ASSIGNMENT: Your answer should consist of every line from the records that holds the string "impl".

[Opening THE INPUT section]

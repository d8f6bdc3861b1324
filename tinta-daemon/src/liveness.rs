//! Pid-file liveness marker used to refuse a second daemon.

use std::fs;
use std::io::ErrorKind;
use std::path::{Path, PathBuf};

use crate::error::{io_err, DaemonError};

/// What an existing marker file says about a previous daemon.
#[derive(Debug, Clone, PartialEq, Eq)]
pub enum MarkerState {
    Absent,
    /// Points at a dead process, at ourselves, or is unparsable.
    Stale(Option<u32>),
    Live(u32),
}

/// Marker owned by the running daemon. Removal is explicit so that the
/// shutdown routine controls when the file disappears.
#[derive(Debug)]
pub struct LivenessMarker {
    path: PathBuf,
    pid: u32,
}

impl LivenessMarker {
    /// Claim the marker at `path` for this process.
    pub fn acquire(path: &Path) -> Result<Self, DaemonError> {
        Self::acquire_with(path, std::process::id(), process_alive)
    }

    /// Claim the marker for `pid`, using `is_alive` to judge an existing one.
    pub fn acquire_with(
        path: &Path,
        pid: u32,
        is_alive: impl Fn(u32) -> bool,
    ) -> Result<Self, DaemonError> {
        match inspect_with(path, pid, &is_alive)? {
            MarkerState::Live(other) => {
                return Err(DaemonError::AlreadyRunning {
                    pid: other,
                    marker: path.to_path_buf(),
                })
            }
            MarkerState::Stale(previous) => {
                tracing::info!(marker = %path.display(), ?previous, "removing stale liveness marker");
                remove_if_exists(path)?;
            }
            MarkerState::Absent => {}
        }

        write_atomic(path, &format!("{pid}\n"))?;
        tracing::debug!(marker = %path.display(), pid, "liveness marker written");
        Ok(Self {
            path: path.to_path_buf(),
            pid,
        })
    }

    pub fn path(&self) -> &Path {
        &self.path
    }

    pub fn pid(&self) -> u32 {
        self.pid
    }

    /// Delete the marker if it still names this process.
    pub fn remove(&self) -> Result<(), DaemonError> {
        match read_pid(&self.path)? {
            Some(Some(pid)) if pid != self.pid => {
                tracing::warn!(
                    marker = %self.path.display(),
                    owner = pid,
                    "liveness marker was replaced; leaving it"
                );
                Ok(())
            }
            Some(_) => remove_if_exists(&self.path),
            None => Ok(()),
        }
    }
}

/// Classify the marker at `path` from this process's point of view.
pub fn inspect(path: &Path) -> Result<MarkerState, DaemonError> {
    inspect_with(path, std::process::id(), &process_alive)
}

fn inspect_with(
    path: &Path,
    own_pid: u32,
    is_alive: &dyn Fn(u32) -> bool,
) -> Result<MarkerState, DaemonError> {
    Ok(match read_pid(path)? {
        None => MarkerState::Absent,
        Some(None) => MarkerState::Stale(None),
        Some(Some(pid)) if pid == own_pid || !is_alive(pid) => MarkerState::Stale(Some(pid)),
        Some(Some(pid)) => MarkerState::Live(pid),
    })
}

/// `/proc/<pid>` exists while the process (or its zombie) does.
pub fn process_alive(pid: u32) -> bool {
    pid != 0 && Path::new("/proc").join(pid.to_string()).exists()
}

// None: no file. Some(None): file without a usable pid.
fn read_pid(path: &Path) -> Result<Option<Option<u32>>, DaemonError> {
    match fs::read_to_string(path) {
        Ok(raw) => Ok(Some(raw.trim().parse::<u32>().ok())),
        Err(err) if err.kind() == ErrorKind::NotFound => Ok(None),
        Err(err) => Err(io_err(path, err)),
    }
}

fn remove_if_exists(path: &Path) -> Result<(), DaemonError> {
    match fs::remove_file(path) {
        Ok(()) => Ok(()),
        Err(err) if err.kind() == ErrorKind::NotFound => Ok(()),
        Err(err) => Err(io_err(path, err)),
    }
}

fn write_atomic(path: &Path, contents: &str) -> Result<(), DaemonError> {
    if let Some(parent) = path.parent().filter(|p| !p.as_os_str().is_empty()) {
        fs::create_dir_all(parent).map_err(|e| io_err(parent, e))?;
    }
    let tmp = path.with_extension("pid.tmp");
    fs::write(&tmp, contents).map_err(|e| io_err(&tmp, e))?;
    fs::rename(&tmp, path).map_err(|e| io_err(path, e))
}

[Closing THE INPUT section]

WRITTEN SOLUTION:
impl LivenessMarker {
        is_alive: impl Fn(u32) -> bool,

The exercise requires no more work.